Dans la phylogénie, on fonctionne sur une durée beaucoup plus longue pouvant atteindre plusieurs centaines de millions d’années avec des traces indirectes (les caractères hérités des ancêtres) et des traces incomplètes et rares (les fossiles). Il n’est pas possible de déterminer tous les ancêtres grâce aux fossiles. Soit parce que les fossiles sont incomplets, soit parce que les ancêtres n’ont pas été retrouvé. Un fossile peut être identifié comme appartenant très probablement à un ancêtre, tout en gardant une marge d’erreur. Il n’est donc pas possible de dire avec exactitude que Proconsul africanus est l’ancêtre des grands singes actuels, humain compris.

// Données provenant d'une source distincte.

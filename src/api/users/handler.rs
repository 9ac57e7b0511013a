//! User administration handlers
//!
//! All routes require the `users:manage` capability. Accounts are never
//! deleted; deactivation keeps attendance and ledger history attributable.

use std::collections::HashMap;

use axum::{
    Json,
    extract::{Path, State},
};
use serde::Deserialize;

use crate::auth::CurrentUser;
use crate::auth::permissions::USERS_MANAGE;
use crate::core::ServerState;
use crate::db::models::{UserProfile, UserProfileCreate};
use crate::db::repository::UserProfileRepository;
use crate::utils::validation::{MAX_NAME_LEN, validate_email, validate_required_text};
use crate::utils::{AppError, AppResult};

/// List all profiles, active and deactivated
pub async fn list(
    State(state): State<ServerState>,
    user: CurrentUser,
) -> AppResult<Json<Vec<UserProfile>>> {
    user.require_capability(USERS_MANAGE)?;
    let repo = UserProfileRepository::new(state.db.clone());
    let profiles = repo.find_all().await?;
    Ok(Json(profiles))
}

/// Get one profile by email
pub async fn get_by_email(
    State(state): State<ServerState>,
    user: CurrentUser,
    Path(email): Path<String>,
) -> AppResult<Json<UserProfile>> {
    user.require_capability(USERS_MANAGE)?;
    let repo = UserProfileRepository::new(state.db.clone());
    let profile = repo
        .find_by_email(&email)
        .await?
        .ok_or_else(|| AppError::not_found(format!("User {email} not found")))?;
    Ok(Json(profile))
}

/// Create a profile, attributed to the creator
pub async fn create(
    State(state): State<ServerState>,
    user: CurrentUser,
    Json(payload): Json<UserProfileCreate>,
) -> AppResult<Json<UserProfile>> {
    user.require_capability(USERS_MANAGE)?;
    validate_email(&payload.email)?;
    validate_required_text(&payload.name, "name", MAX_NAME_LEN)?;

    let repo = UserProfileRepository::new(state.db.clone());
    let profile = repo.create(payload, &user.profile.email).await?;
    Ok(Json(profile))
}

#[derive(Debug, Deserialize)]
pub struct PermissionsUpdate {
    pub permissions: HashMap<String, bool>,
}

/// Replace a profile's explicit permission map
pub async fn set_permissions(
    State(state): State<ServerState>,
    user: CurrentUser,
    Path(email): Path<String>,
    Json(payload): Json<PermissionsUpdate>,
) -> AppResult<Json<UserProfile>> {
    user.require_capability(USERS_MANAGE)?;
    let repo = UserProfileRepository::new(state.db.clone());
    let profile = repo.set_permissions(&email, payload.permissions).await?;
    Ok(Json(profile))
}

#[derive(Debug, Deserialize)]
pub struct ActiveUpdate {
    pub is_active: bool,
}

/// Activate or deactivate an account
pub async fn set_active(
    State(state): State<ServerState>,
    user: CurrentUser,
    Path(email): Path<String>,
    Json(payload): Json<ActiveUpdate>,
) -> AppResult<Json<UserProfile>> {
    user.require_capability(USERS_MANAGE)?;
    if email == user.profile.email && !payload.is_active {
        return Err(AppError::validation(
            "Cannot deactivate your own account".to_string(),
        ));
    }
    let repo = UserProfileRepository::new(state.db.clone());
    let profile = repo.set_active(&email, payload.is_active).await?;
    Ok(Json(profile))
}
//! Attendance model
//!
//! One record per (store, date, staff), overwritten wholesale on each save
//! action for the day. The day fraction is derived, never trusted from the
//! client: 0 when absent, 0.5 for a half day, 1.0 for a full day.

use serde::{Deserialize, Serialize};
use surrealdb::RecordId;

use super::serde_helpers;

/// Deterministic record key for one staff member's day.
///
/// The `{storeId}_{date}_{staffId}` format is shared with the legacy data
/// set and must stay bit-exact.
pub fn attendance_key(store_id: &str, date: &str, staff_id: &str) -> String {
    format!("{store_id}_{date}_{staff_id}")
}

#[derive(Debug, Clone, Copy, PartialEq, Eq, Serialize, Deserialize)]
#[serde(rename_all = "SCREAMING_SNAKE_CASE")]
pub enum DayType {
    Full,
    Half,
}

impl Default for DayType {
    fn default() -> Self {
        DayType::Full
    }
}

/// Derive the day fraction from presence and day type.
///
/// Invariant: absent → 0 regardless of day type; present → 0.5 or 1.0
/// matching the day type.
pub fn day_fraction(present: bool, day_type: DayType) -> f64 {
    if !present {
        return 0.0;
    }
    match day_type {
        DayType::Full => 1.0,
        DayType::Half => 0.5,
    }
}

#[derive(Debug, Clone, Serialize, Deserialize)]
pub struct AttendanceRecord {
    #[serde(
        default,
        skip_serializing_if = "Option::is_none",
        with = "serde_helpers::option_record_id"
    )]
    pub id: Option<RecordId>,
    pub store_id: String,
    pub date: String,
    /// Staff profile email
    pub staff_id: String,
    #[serde(default, deserialize_with = "serde_helpers::bool_false")]
    pub present: bool,
    /// HH:MM, auto-captured at save time unless a privileged role overrides
    #[serde(default, skip_serializing_if = "Option::is_none")]
    pub check_in: Option<String>,
    #[serde(default)]
    pub day_type: DayType,
    /// Derived: see [`day_fraction`]
    #[serde(default)]
    pub day_fraction: f64,
    // Stamped only when a privileged role overrides the captured time
    #[serde(default, skip_serializing_if = "Option::is_none")]
    pub time_modified_by: Option<String>,
    #[serde(default, skip_serializing_if = "Option::is_none")]
    pub time_modified_at: Option<i64>,
    #[serde(default, skip_serializing_if = "Option::is_none")]
    pub time_modified_reason: Option<String>,
}

/// One staff line in a batch attendance save
#[derive(Debug, Clone, Deserialize)]
pub struct AttendanceSave {
    pub staff_id: String,
    pub present: bool,
    #[serde(default)]
    pub day_type: DayType,
    /// Explicit check-in override; requires a privileged role. Absent means
    /// auto-capture the current time.
    #[serde(default)]
    pub check_in: Option<String>,
    #[serde(default)]
    pub time_modified_reason: Option<String>,
}

#[cfg(test)]
mod tests {
    use super::*;

    #[test]
    fn fraction_matches_day_type_when_present() {
        assert_eq!(day_fraction(true, DayType::Full), 1.0);
        assert_eq!(day_fraction(true, DayType::Half), 0.5);
    }

    #[test]
    fn fraction_is_zero_when_absent() {
        assert_eq!(day_fraction(false, DayType::Full), 0.0);
        assert_eq!(day_fraction(false, DayType::Half), 0.0);
    }

    #[test]
    fn key_format_is_bit_exact() {
        assert_eq!(
            attendance_key("ST01", "2024-01-05", "staff@chain.example"),
            "ST01_2024-01-05_staff@chain.example"
        );
    }
}
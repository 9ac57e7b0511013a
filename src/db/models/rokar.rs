//! Rokar ledger model
//!
//! One record per (store, calendar date) - the daily cash book. The record
//! key is the deterministic composite `{storeId}_{date}`, which is what makes
//! re-imports idempotent. Saved history is immutable except through a
//! deliberate overwrite.

use std::collections::BTreeMap;

use serde::{Deserialize, Serialize};
use surrealdb::RecordId;

use super::serde_helpers;

/// Deterministic record key for a ledger day.
///
/// The `{storeId}_{date}` format is shared with the legacy data set and must
/// stay bit-exact.
pub fn rokar_key(store_id: &str, date: &str) -> String {
    format!("{store_id}_{date}")
}

/// Digital/cash payment breakdown for one day
#[derive(Debug, Clone, Default, PartialEq, Serialize, Deserialize)]
pub struct PaymentBreakdown {
    #[serde(default)]
    pub paytm: f64,
    #[serde(default)]
    pub phonepe: f64,
    #[serde(default)]
    pub gpay: f64,
    #[serde(default)]
    pub bank_deposit: f64,
    #[serde(default)]
    pub home: f64,
}

/// The day's ledger figures, independent of which store they belong to.
///
/// This is the normalized shape the importer produces and the manual-entry
/// endpoint accepts; [`RokarEntry`] adds storage identity and attribution.
#[derive(Debug, Clone, Default, PartialEq, Serialize, Deserialize)]
pub struct RokarData {
    /// ISO `YYYY-MM-DD`. May carry a raw passthrough string when the source
    /// sheet held an unparseable date (legacy lenient behavior).
    pub date: String,
    #[serde(default)]
    pub opening_balance: f64,
    #[serde(default)]
    pub closing_balance: f64,
    #[serde(default)]
    pub computer_sale: f64,
    #[serde(default)]
    pub manual_sale: f64,
    #[serde(default)]
    pub manual_billed: f64,
    #[serde(default)]
    pub total_sale: f64,
    #[serde(default)]
    pub customer_dues_paid: f64,
    #[serde(default)]
    pub payments: PaymentBreakdown,
    #[serde(default)]
    pub dues_given: f64,
    #[serde(default)]
    pub total_cash_out: f64,
    /// Fixed expense category name → amount
    #[serde(default)]
    pub expenses: BTreeMap<String, f64>,
    #[serde(default)]
    pub total_expense: f64,
    #[serde(default)]
    pub total_staff_salary: f64,
}

/// Rokar entry as stored
#[derive(Debug, Clone, Serialize, Deserialize)]
pub struct RokarEntry {
    #[serde(
        default,
        skip_serializing_if = "Option::is_none",
        with = "serde_helpers::option_record_id"
    )]
    pub id: Option<RecordId>,
    pub store_id: String,
    #[serde(flatten)]
    pub data: RokarData,
    #[serde(default)]
    pub created_at: i64,
    #[serde(default, skip_serializing_if = "Option::is_none")]
    pub updated_at: Option<i64>,
    /// Email of the operator who imported or entered the row
    #[serde(default, skip_serializing_if = "Option::is_none")]
    pub imported_by: Option<String>,
}

impl RokarEntry {
    /// Assemble a fresh entry for insertion
    pub fn new(store_id: &str, data: RokarData, imported_by: &str, now: i64) -> Self {
        Self {
            id: None,
            store_id: store_id.to_string(),
            data,
            created_at: now,
            updated_at: None,
            imported_by: Some(imported_by.to_string()),
        }
    }

    /// Assemble a full replacement for an existing entry.
    ///
    /// Overwrite replaces the whole document (no merge): fields absent from
    /// the re-import payload are dropped, and `updated_at` is stamped.
    pub fn replacement(
        store_id: &str,
        data: RokarData,
        imported_by: &str,
        created_at: i64,
        now: i64,
    ) -> Self {
        Self {
            id: None,
            store_id: store_id.to_string(),
            data,
            created_at,
            updated_at: Some(now),
            imported_by: Some(imported_by.to_string()),
        }
    }
}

C’est pourquoi l’analyse phylogénétique cherche à répondre à la question « Qui est plus proche parent de qui ? » plutôt qu’à la question « Qui est l’ancêtre de qui ? », car l’ancêtre est inidentifiable. Cette rigueur méthodologique, s’appuyant sur des caractères observables et non des suppositions, est une compétence importante parmi celles qui doivent être transmises aux élèves dans le cadre de l’enseignement des sciences. L’analyse des caractéristiques anatomiques a permis de dresser l’arbre des relations de parenté entre les grands singes actuels. Il a été confirmé par les analyses comparées des gènes de ces espèces.

On peut ainsi voir qui est plus proche parent de qui dans la famille des hominidés. C’est une phylogénie. L’arbre se lit dans le sens de l’apparition chronologique des ancêtres communs et non de gauche à droite ou de droite à gauche. Il ne témoigne pas d’une hiérarchie particulière entre les espèces. Chaque espèce est à un stade contemporain de son évolution et s’est adaptée à un environnement particulier. Si l’homme actuel a développé des capacités très originales dans le monde vivant telles que le langage articulé, la maîtrise du feu, de l’agriculture et des technologies, il n’y a aucune légitimité à dire qu’il est biologiquement plus évolué que ses proches cousins.

La science, en nous permettant de comprendre l’histoire évolutive des espèces, montre que l’humain n’a pas la légitimité à disposer du sort des autres espèces avec qui nous partageons la planète. En revanche, la situation actuelle de déclin dramatique des populations de grands singes, hors espèce humaine, nous donne le devoir de les protéger.